どんな仕事も好きになれるポイントを見つけ出し、楽しんで取り組む

──デザインする上で大切にしていることは。

 楽しんで仕事をすることと、自分が欲しいと思えるものを作ること。広告のポスターは家に飾るものではありませんが、家に飾ってもいいと思えるものを目指しています。テレビCMは、映画のように「お金を払って見たい」と思ってもらえるかどうか。それを指針にしています。すごく難しいことだけど、高いレベルを目指さないと作品のクオリティーは上がらないと思っています。

 自分が欲しいと思えるものを作っていないと、プレゼンから完成までのプロセスを楽しめない。そんな作り手の感情は、見る人に伝わると思います。どんな仕事でも、何かしら自分が好きになれるポイントはあるはずです。それを探し出す努力が必要だと思っています。

──壁にぶつかったり、落ち込んだりしたときは、どうやって抜け出していますか。

 基本的にポジティブなので、壁を壁と感じないようにしています。壁と感じた瞬間に、それによって作る物に影響が出るような気がしています。

 旅行が好きで、8年ほど前から、毎年必ずニューヨークに現代アートを見に行っています。世界の最先端のアートは、本当に表現の幅が広い。素材の選び方も自由で、行くたびに刺激を受けています。そうすると、早く帰って仕事がしたいと思えるし、もっと頑張ろうとモチベーションも上がります。

──新聞広告に対するご意見を聞かせてください。

 新聞広告は、大量に刷られるマスメディアなのに、アナログなクラフト感が魅力だと思います。新聞紙の質感が好きな人は多いですよね。アートの魅力も、それと似ている。クラフト感には、人間のどこかを刺激する要素があるのだと思います。デジタル化が進み、広告からクラフト感がなくなりつつあります。だからこそ、クラフト感のある新聞広告はとても貴重なメディアだと考えています。

 生まれて初めていただいた広告賞は、一般部門で応募した朝日広告賞の小型広告賞でした。最初にADC賞を受賞した広告のキャンペーンでも、30段の新聞広告を作りました。

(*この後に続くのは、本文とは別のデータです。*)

//! First-order decay: independent channels, one counter each.
//!
//! Channel `i` owns population `i`, fires at `population × k_i`, and
//! removes one individual per firing. No channel reads another channel's
//! counter, so the dependency set of every event is the fired process.

use ctmc_core::{
    Event, PopulationId, PopulationSet, Populations, ProcessId, Rate, SimError,
};
use ctmc_process::{process_at, validate_processes, Dependents, Process, System};

/// A single decaying population.
#[derive(Clone, Debug)]
pub struct DecayProcess {
    id: ProcessId,
    population: PopulationId,
    unit_rate: Rate,
}

impl DecayProcess {
    /// Create a decay channel over `population` with per-capita rate `unit_rate`.
    pub fn new(id: ProcessId, population: PopulationId, unit_rate: Rate) -> Self {
        Self {
            id,
            population,
            unit_rate,
        }
    }

    /// The decaying counter.
    pub fn population(&self) -> PopulationId {
        self.population
    }

    /// Per-capita decay constant.
    pub fn unit_rate(&self) -> Rate {
        self.unit_rate
    }
}

impl Process for DecayProcess {
    fn id(&self) -> ProcessId {
        self.id
    }

    fn name(&self) -> &str {
        "Decay"
    }

    fn reads(&self) -> PopulationSet {
        [self.population].into_iter().collect()
    }

    fn writes(&self) -> PopulationSet {
        [self.population].into_iter().collect()
    }

    fn rate(&self, populations: &Populations) -> Result<Rate, SimError> {
        Ok(Rate::per_capita(
            self.unit_rate,
            populations.get(self.population)?,
        ))
    }

    fn fire(&self, populations: &mut Populations) -> Result<(), SimError> {
        populations.decrement(self.population)
    }
}

/// A set of independent decay channels.
pub struct DecaySystem {
    processes: Vec<Box<dyn Process>>,
    populations: Populations,
}

impl DecaySystem {
    /// Build one channel per `(initial_population, rate_constant)` pair.
    ///
    /// # Errors
    ///
    /// `EmptyProcessList` if `channels` is empty; `InvalidValue` if a rate
    /// constant is negative or not finite.
    pub fn new(channels: &[(u64, f64)]) -> Result<Self, SimError> {
        let mut populations = Populations::new();
        let mut processes: Vec<Box<dyn Process>> = Vec::with_capacity(channels.len());
        for (i, &(initial, k)) in channels.iter().enumerate() {
            let population = populations.push(initial)?;
            processes.push(Box::new(DecayProcess::new(
                ProcessId(i as u32),
                population,
                Rate::new(k)?,
            )));
        }
        validate_processes(&processes, &populations)?;
        Ok(Self {
            processes,
            populations,
        })
    }

    /// Remaining population of channel `i`.
    pub fn population(&self, i: usize) -> Result<u64, SimError> {
        self.populations.get_index(i)
    }

    /// Remaining population across all channels.
    pub fn total_population(&self) -> u64 {
        self.populations.total()
    }
}

impl System for DecaySystem {
    fn name(&self) -> &str {
        "DecaySystem"
    }

    fn processes(&self) -> &[Box<dyn Process>] {
        &self.processes
    }

    fn populations(&self) -> &Populations {
        &self.populations
    }

    fn apply(&mut self, event: &Event) -> Result<Dependents, SimError> {
        let process = process_at(&self.processes, event.process())?;
        process.fire(&mut self.populations)?;
        Ok(Dependents::one(event.process()))
    }
}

──広告業界で働く若手クリエーターに向けて、メッセージをお願いします。

 広告業界で働き始めた頃は、グラフィックデザインもプロダクトデザインも映像制作も、どれも平均的に好きで、なんとなくできる状態でした。それが、仕事をしていく中でスキルが上がり、自分が好きな表現にフォーカスがあっていきました。そのポイントが見つかるとプロとして活躍できるのだと思います。私は作ることが一番好き。そして、見る人の心を揺さぶる現代アートも大好きです。趣味や好きなことは、自然と仕事にもにじみでると思っています。

サントリー響「JAPANESE HARMONY」

サントリー響「JAPANESE HARMONY」

サントリー響(展示)

サントリー響(展示)

サントリー烏龍茶

池澤 樹(いけざわ・たつき)

博報堂 第一クリエイティブ局 アートディレクター

1981年神奈川県生まれ。2004年武蔵野美術大学デザイン情報学科卒業。東急エージェンシーを経て、博報堂に。CI・商品パッケージなどの開発からグラフィック広告・CMまでを一貫した世界観で幅広く手がける。
主な仕事に、サントリー烏龍茶・黒烏龍茶、響「JAPANESE HARMONY」、白州「森の彫刻」、トヨタ「TOYOTA 86」・「G's」、ロッテ「SWEETS DAYS 乳酸菌ショコラ」、クラシエ「ナイーブ」、東急電鉄キャラクターデザイン「のるるん」、アッシュ・ペー・フランス「rooms」など。主な受賞に、ADC賞、JAGDA新人賞、カンヌ国際クリエイティティフェスティバル 金賞、ONE SHOW 金賞、ADFEST グランプリ、NY ADC銀賞、ベストデビュタント賞ほか。NHKハート展に参加。